### Your instructions
Please give back the listing exactly as it reads.

### Given data
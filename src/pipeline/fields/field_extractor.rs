use chrono::NaiveDate;
use tracing::debug;

use super::coerce::{coerce_date, coerce_float, coerce_integer};
use super::rules::{BidField, RuleTable};
use crate::config::PipelineConfig;
use crate::data_model::{BidRecord, Coerced, Delivery, PreBidMeeting};
use crate::error::Result;

/// Turns free text into a `BidRecord` by running each field's cascade.
///
/// Extraction is infallible: an unmatched field stays `None`, and a matched
/// value that does not coerce is kept as raw text.
#[derive(Debug, Clone, Default)]
pub struct FieldExtractor {
    rules: RuleTable,
}

impl FieldExtractor {
    pub fn new(rules: RuleTable) -> Self {
        FieldExtractor { rules }
    }

    pub fn from_config(config: &PipelineConfig) -> Result<Self> {
        Ok(FieldExtractor::new(RuleTable::with_extra_patterns(
            &config.extra_patterns,
        )?))
    }

    pub fn extract_fields(&self, text: &str) -> BidRecord {
        let record = BidRecord {
            bid_number: self.text(BidField::BidNumber, text),
            bid_date: self.date(BidField::BidDate, text),
            ministry: self.text(BidField::Ministry, text),
            department: self.text(BidField::Department, text),
            organisation: self.text(BidField::Organisation, text),
            item_category: self.text(BidField::ItemCategory, text),
            quantity: self.integer(BidField::Quantity, text),
            estimated_value_in_inr: self.text(BidField::EstimatedValue, text),
            end_datetime: self.text(BidField::EndDatetime, text),
            open_datetime: self.text(BidField::OpenDatetime, text),
            validity_days: self.integer(BidField::ValidityDays, text),
            type_of_bid: self.text(BidField::TypeOfBid, text),
            reverse_auction: self.flag(BidField::ReverseAuction, text),
            emd_amount_in_inr: self.float(BidField::EmdAmount, text),
            epbg_percent: self.float(BidField::EpbgPercent, text),
            epbg_months: self.integer(BidField::EpbgMonths, text),
            mse_exemption: self.flag(BidField::MseExemption, text),
            startup_exemption: self.flag(BidField::StartupExemption, text),
            mii_purchase_preference: self.flag(BidField::MiiPurchasePreference, text),
            mse_purchase_preference: self.flag(BidField::MsePurchasePreference, text),
            evaluation_method: self.text(BidField::EvaluationMethod, text),
            prebid: PreBidMeeting {
                datetime: self.text(BidField::PrebidDatetime, text),
                venue: self.text(BidField::PrebidVenue, text),
            },
            delivery: Delivery {
                qty: self.integer(BidField::DeliveryQty, text),
                days: self.integer(BidField::DeliveryDays, text),
                consignee: self.text(BidField::DeliveryConsignee, text),
                address: self.text(BidField::DeliveryAddress, text),
            },
        };
        debug!(
            text_len = text.len(),
            empty = record.is_empty(),
            "Extracted bid fields"
        );
        record
    }

    fn text(&self, field: BidField, text: &str) -> Option<String> {
        self.rules.find_first(field, text)
    }

    fn integer(&self, field: BidField, text: &str) -> Option<Coerced<i64>> {
        self.text(field, text).map(|raw| coerce_integer(&raw))
    }

    fn float(&self, field: BidField, text: &str) -> Option<Coerced<f64>> {
        self.text(field, text).map(|raw| coerce_float(&raw))
    }

    fn date(&self, field: BidField, text: &str) -> Option<Coerced<NaiveDate>> {
        self.text(field, text).map(|raw| coerce_date(&raw))
    }

    // Presence only: "Reverse Auction: No" still sets the flag.
    fn flag(&self, field: BidField, text: &str) -> Option<bool> {
        self.rules.matches(field, text).then_some(true)
    }
}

### Task response
filename src/pipeline/fields/field_extractor.rs
use chrono::NaiveDate;
use tracing::debug;

use super::coerce::{coerce_date, coerce_float, coerce_integer};
use super::rules::{BidField, RuleTable};
use crate::config::PipelineConfig;
use crate::data_model::{BidRecord, Coerced, Delivery, PreBidMeeting};
use crate::error::Result;

/// Turns free text into a `BidRecord` by running each field's cascade.
///
/// Extraction is infallible: an unmatched field stays `None`, and a matched
/// value that does not coerce is kept as raw text.
#[derive(Debug, Clone, Default)]
pub struct FieldExtractor {
    rules: RuleTable,
}

impl FieldExtractor {
    pub fn new(rules: RuleTable) -> Self {
        FieldExtractor { rules }
    }

    pub fn from_config(config: &PipelineConfig) -> Result<Self> {
        Ok(FieldExtractor::new(RuleTable::with_extra_patterns(
            &config.extra_patterns,
        )?))
    }

    pub fn extract_fields(&self, text: &str) -> BidRecord {
        let record = BidRecord {
            bid_number: self.text(BidField::BidNumber, text),
            bid_date: self.date(BidField::BidDate, text),
            ministry: self.text(BidField::Ministry, text),
            department: self.text(BidField::Department, text),
            organisation: self.text(BidField::Organisation, text),
            item_category: self.text(BidField::ItemCategory, text),
            quantity: self.integer(BidField::Quantity, text),
            estimated_value_in_inr: self.text(BidField::EstimatedValue, text),
            end_datetime: self.text(BidField::EndDatetime, text),
            open_datetime: self.text(BidField::OpenDatetime, text),
            validity_days: self.integer(BidField::ValidityDays, text),
            type_of_bid: self.text(BidField::TypeOfBid, text),
            reverse_auction: self.flag(BidField::ReverseAuction, text),
            emd_amount_in_inr: self.float(BidField::EmdAmount, text),
            epbg_percent: self.float(BidField::EpbgPercent, text),
            epbg_months: self.integer(BidField::EpbgMonths, text),
            mse_exemption: self.flag(BidField::MseExemption, text),
            startup_exemption: self.flag(BidField::StartupExemption, text),
            mii_purchase_preference: self.flag(BidField::MiiPurchasePreference, text),
            mse_purchase_preference: self.flag(BidField::MsePurchasePreference, text),
            evaluation_method: self.text(BidField::EvaluationMethod, text),
            prebid: PreBidMeeting {
                datetime: self.text(BidField::PrebidDatetime, text),
                venue: self.text(BidField::PrebidVenue, text),
            },
            delivery: Delivery {
                qty: self.integer(BidField::DeliveryQty, text),
                days: self.integer(BidField::DeliveryDays, text),
                consignee: self.text(BidField::DeliveryConsignee, text),
                address: self.text(BidField::DeliveryAddress, text),
            },
        };
        debug!(
            text_len = text.len(),
            empty = record.is_empty(),
            "Extracted bid fields"
        );
        record
    }

    fn text(&self, field: BidField, text: &str) -> Option<String> {
        self.rules.find_first(field, text)
    }

    fn integer(&self, field: BidField, text: &str) -> Option<Coerced<i64>> {
        self.text(field, text).map(|raw| coerce_integer(&raw))
    }

    fn float(&self, field: BidField, text: &str) -> Option<Coerced<f64>> {
        self.text(field, text).map(|raw| coerce_float(&raw))
    }

    fn date(&self, field: BidField, text: &str) -> Option<Coerced<NaiveDate>> {
        self.text(field, text).map(|raw| coerce_date(&raw))
    }

    // Presence only: "Reverse Auction: No" still sets the flag.
    fn flag(&self, field: BidField, text: &str) -> Option<bool> {
        self.rules.matches(field, text).then_some(true)
    }
}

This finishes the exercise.